* What to do *
Among these records, which lines include "index"? Copy them out.

Saved data entries
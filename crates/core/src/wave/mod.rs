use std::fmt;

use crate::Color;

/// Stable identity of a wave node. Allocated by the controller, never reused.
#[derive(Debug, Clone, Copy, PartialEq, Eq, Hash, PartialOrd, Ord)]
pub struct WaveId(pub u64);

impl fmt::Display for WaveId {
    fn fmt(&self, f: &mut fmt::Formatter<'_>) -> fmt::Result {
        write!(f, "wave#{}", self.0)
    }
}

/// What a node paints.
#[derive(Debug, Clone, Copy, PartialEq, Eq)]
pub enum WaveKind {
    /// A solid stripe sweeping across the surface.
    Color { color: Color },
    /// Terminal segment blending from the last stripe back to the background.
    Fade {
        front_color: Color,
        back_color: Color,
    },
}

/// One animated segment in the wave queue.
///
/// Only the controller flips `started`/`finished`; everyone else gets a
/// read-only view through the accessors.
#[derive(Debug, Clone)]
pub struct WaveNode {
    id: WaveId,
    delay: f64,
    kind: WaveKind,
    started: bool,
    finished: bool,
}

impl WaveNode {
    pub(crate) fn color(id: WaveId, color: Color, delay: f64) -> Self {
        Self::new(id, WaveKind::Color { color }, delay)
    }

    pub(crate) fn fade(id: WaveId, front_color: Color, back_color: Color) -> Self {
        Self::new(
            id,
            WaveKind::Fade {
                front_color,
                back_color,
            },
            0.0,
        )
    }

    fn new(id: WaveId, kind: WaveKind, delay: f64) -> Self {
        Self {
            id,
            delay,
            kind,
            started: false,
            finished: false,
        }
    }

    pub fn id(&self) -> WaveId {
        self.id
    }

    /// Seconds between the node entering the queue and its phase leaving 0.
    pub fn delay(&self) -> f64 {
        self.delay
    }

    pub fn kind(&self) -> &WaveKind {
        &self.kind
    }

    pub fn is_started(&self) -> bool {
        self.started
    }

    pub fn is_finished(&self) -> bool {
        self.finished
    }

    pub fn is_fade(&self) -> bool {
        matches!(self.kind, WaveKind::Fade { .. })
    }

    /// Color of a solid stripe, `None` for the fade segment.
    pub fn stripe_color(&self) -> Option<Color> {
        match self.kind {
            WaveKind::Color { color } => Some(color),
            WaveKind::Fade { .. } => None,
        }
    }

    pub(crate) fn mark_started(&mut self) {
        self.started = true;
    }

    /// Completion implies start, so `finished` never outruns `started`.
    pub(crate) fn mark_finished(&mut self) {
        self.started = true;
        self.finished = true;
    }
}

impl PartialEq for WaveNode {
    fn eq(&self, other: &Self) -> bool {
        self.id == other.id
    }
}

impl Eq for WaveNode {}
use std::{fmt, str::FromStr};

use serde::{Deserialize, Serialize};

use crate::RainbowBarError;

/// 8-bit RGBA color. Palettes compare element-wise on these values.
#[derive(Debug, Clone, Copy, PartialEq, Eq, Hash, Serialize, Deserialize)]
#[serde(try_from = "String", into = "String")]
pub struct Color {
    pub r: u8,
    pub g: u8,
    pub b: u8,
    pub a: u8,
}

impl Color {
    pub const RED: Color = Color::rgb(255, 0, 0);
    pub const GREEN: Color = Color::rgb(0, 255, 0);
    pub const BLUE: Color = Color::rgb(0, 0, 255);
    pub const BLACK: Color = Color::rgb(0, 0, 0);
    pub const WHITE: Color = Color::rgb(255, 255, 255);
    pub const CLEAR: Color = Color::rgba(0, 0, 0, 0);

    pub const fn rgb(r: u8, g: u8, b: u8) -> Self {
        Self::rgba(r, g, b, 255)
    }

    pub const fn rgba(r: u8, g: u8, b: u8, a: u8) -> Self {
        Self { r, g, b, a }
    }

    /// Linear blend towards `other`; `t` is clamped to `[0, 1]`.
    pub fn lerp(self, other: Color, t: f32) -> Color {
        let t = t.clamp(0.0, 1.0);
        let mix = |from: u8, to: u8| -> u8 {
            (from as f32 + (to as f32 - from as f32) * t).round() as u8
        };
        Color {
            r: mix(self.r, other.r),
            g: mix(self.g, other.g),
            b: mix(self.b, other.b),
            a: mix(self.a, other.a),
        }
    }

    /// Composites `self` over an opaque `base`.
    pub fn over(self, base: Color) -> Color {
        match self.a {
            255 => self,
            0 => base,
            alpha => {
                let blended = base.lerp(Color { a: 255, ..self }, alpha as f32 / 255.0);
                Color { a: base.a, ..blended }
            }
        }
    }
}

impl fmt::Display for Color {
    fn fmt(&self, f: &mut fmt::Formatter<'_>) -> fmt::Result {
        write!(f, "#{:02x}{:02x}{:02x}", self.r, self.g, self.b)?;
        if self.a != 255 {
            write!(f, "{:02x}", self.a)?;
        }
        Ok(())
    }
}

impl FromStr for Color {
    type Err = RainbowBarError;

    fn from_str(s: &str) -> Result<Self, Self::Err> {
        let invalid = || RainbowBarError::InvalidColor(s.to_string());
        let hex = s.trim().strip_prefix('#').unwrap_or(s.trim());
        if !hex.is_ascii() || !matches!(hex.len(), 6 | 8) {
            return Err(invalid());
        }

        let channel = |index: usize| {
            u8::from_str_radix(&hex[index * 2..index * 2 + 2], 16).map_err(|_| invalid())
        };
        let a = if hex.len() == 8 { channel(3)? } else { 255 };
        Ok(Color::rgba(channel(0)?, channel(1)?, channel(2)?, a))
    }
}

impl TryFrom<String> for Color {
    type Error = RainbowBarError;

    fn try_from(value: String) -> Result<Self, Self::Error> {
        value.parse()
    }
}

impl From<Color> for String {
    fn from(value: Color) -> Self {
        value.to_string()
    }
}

* Solution below *
        let channel = |index: usize| {
            u8::from_str_radix(&hex[index * 2..index * 2 + 2], 16).map_err(|_| invalid())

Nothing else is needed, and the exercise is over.